§ Problem requirements
Scan the records below, and wherever a line has the word "drives", pull it out.

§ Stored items
··········
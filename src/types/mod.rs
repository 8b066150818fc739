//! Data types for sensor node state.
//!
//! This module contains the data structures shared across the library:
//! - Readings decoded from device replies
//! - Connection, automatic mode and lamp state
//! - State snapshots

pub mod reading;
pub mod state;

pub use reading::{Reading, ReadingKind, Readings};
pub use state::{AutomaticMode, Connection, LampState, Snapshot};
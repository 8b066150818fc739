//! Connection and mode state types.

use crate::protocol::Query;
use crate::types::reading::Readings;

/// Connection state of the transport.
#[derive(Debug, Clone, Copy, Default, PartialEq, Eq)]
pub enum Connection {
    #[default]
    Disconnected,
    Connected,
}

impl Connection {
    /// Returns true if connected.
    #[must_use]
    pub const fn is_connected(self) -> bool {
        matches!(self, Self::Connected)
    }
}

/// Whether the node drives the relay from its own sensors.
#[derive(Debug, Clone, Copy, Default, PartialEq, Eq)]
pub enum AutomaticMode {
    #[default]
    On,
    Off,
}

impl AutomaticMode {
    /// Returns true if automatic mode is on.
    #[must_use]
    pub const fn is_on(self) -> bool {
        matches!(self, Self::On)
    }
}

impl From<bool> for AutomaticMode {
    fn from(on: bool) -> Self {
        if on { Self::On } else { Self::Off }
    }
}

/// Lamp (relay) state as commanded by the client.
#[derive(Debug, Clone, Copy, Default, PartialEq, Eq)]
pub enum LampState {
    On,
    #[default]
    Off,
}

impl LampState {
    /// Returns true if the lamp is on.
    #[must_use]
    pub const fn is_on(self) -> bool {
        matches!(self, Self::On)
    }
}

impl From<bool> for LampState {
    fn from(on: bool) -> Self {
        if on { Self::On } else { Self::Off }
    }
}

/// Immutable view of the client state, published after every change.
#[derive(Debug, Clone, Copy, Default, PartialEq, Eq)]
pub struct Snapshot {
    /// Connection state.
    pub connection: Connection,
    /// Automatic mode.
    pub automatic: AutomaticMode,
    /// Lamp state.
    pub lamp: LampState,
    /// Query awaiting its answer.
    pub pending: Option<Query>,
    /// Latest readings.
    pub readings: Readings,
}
··········
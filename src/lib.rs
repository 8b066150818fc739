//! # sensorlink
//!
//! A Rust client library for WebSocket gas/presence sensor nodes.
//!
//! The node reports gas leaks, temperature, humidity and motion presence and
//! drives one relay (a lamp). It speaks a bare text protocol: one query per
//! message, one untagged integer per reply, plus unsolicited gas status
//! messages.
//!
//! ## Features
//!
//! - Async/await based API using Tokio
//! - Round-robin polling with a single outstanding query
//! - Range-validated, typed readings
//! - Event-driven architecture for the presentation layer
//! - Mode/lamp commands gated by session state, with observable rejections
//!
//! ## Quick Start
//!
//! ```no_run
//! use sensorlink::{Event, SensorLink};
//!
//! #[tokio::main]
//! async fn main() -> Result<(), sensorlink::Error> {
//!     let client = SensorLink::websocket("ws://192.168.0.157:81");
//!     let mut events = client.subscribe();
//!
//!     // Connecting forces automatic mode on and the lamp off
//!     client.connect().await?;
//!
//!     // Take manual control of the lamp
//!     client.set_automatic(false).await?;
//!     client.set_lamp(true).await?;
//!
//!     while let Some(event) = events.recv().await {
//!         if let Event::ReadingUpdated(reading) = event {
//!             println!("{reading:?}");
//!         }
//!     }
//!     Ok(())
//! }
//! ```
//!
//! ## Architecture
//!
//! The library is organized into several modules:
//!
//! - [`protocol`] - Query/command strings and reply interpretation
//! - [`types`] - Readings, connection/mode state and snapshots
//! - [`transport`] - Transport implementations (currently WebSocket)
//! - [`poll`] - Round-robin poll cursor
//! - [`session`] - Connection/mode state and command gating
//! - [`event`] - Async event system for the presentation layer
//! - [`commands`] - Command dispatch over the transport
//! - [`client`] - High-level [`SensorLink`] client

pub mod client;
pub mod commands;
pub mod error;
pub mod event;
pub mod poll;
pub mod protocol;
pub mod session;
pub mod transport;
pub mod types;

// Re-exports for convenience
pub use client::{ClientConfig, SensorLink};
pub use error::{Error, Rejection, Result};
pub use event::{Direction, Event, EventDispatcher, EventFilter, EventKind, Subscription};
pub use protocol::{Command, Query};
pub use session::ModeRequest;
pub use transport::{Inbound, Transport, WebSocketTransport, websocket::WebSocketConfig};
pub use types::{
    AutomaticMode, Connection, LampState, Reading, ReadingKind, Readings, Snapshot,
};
··········
§ Result of this exercise
/// Whether the node drives the relay from its own sensors.
//! drives one relay (a lamp). It speaks a bare text protocol: one query per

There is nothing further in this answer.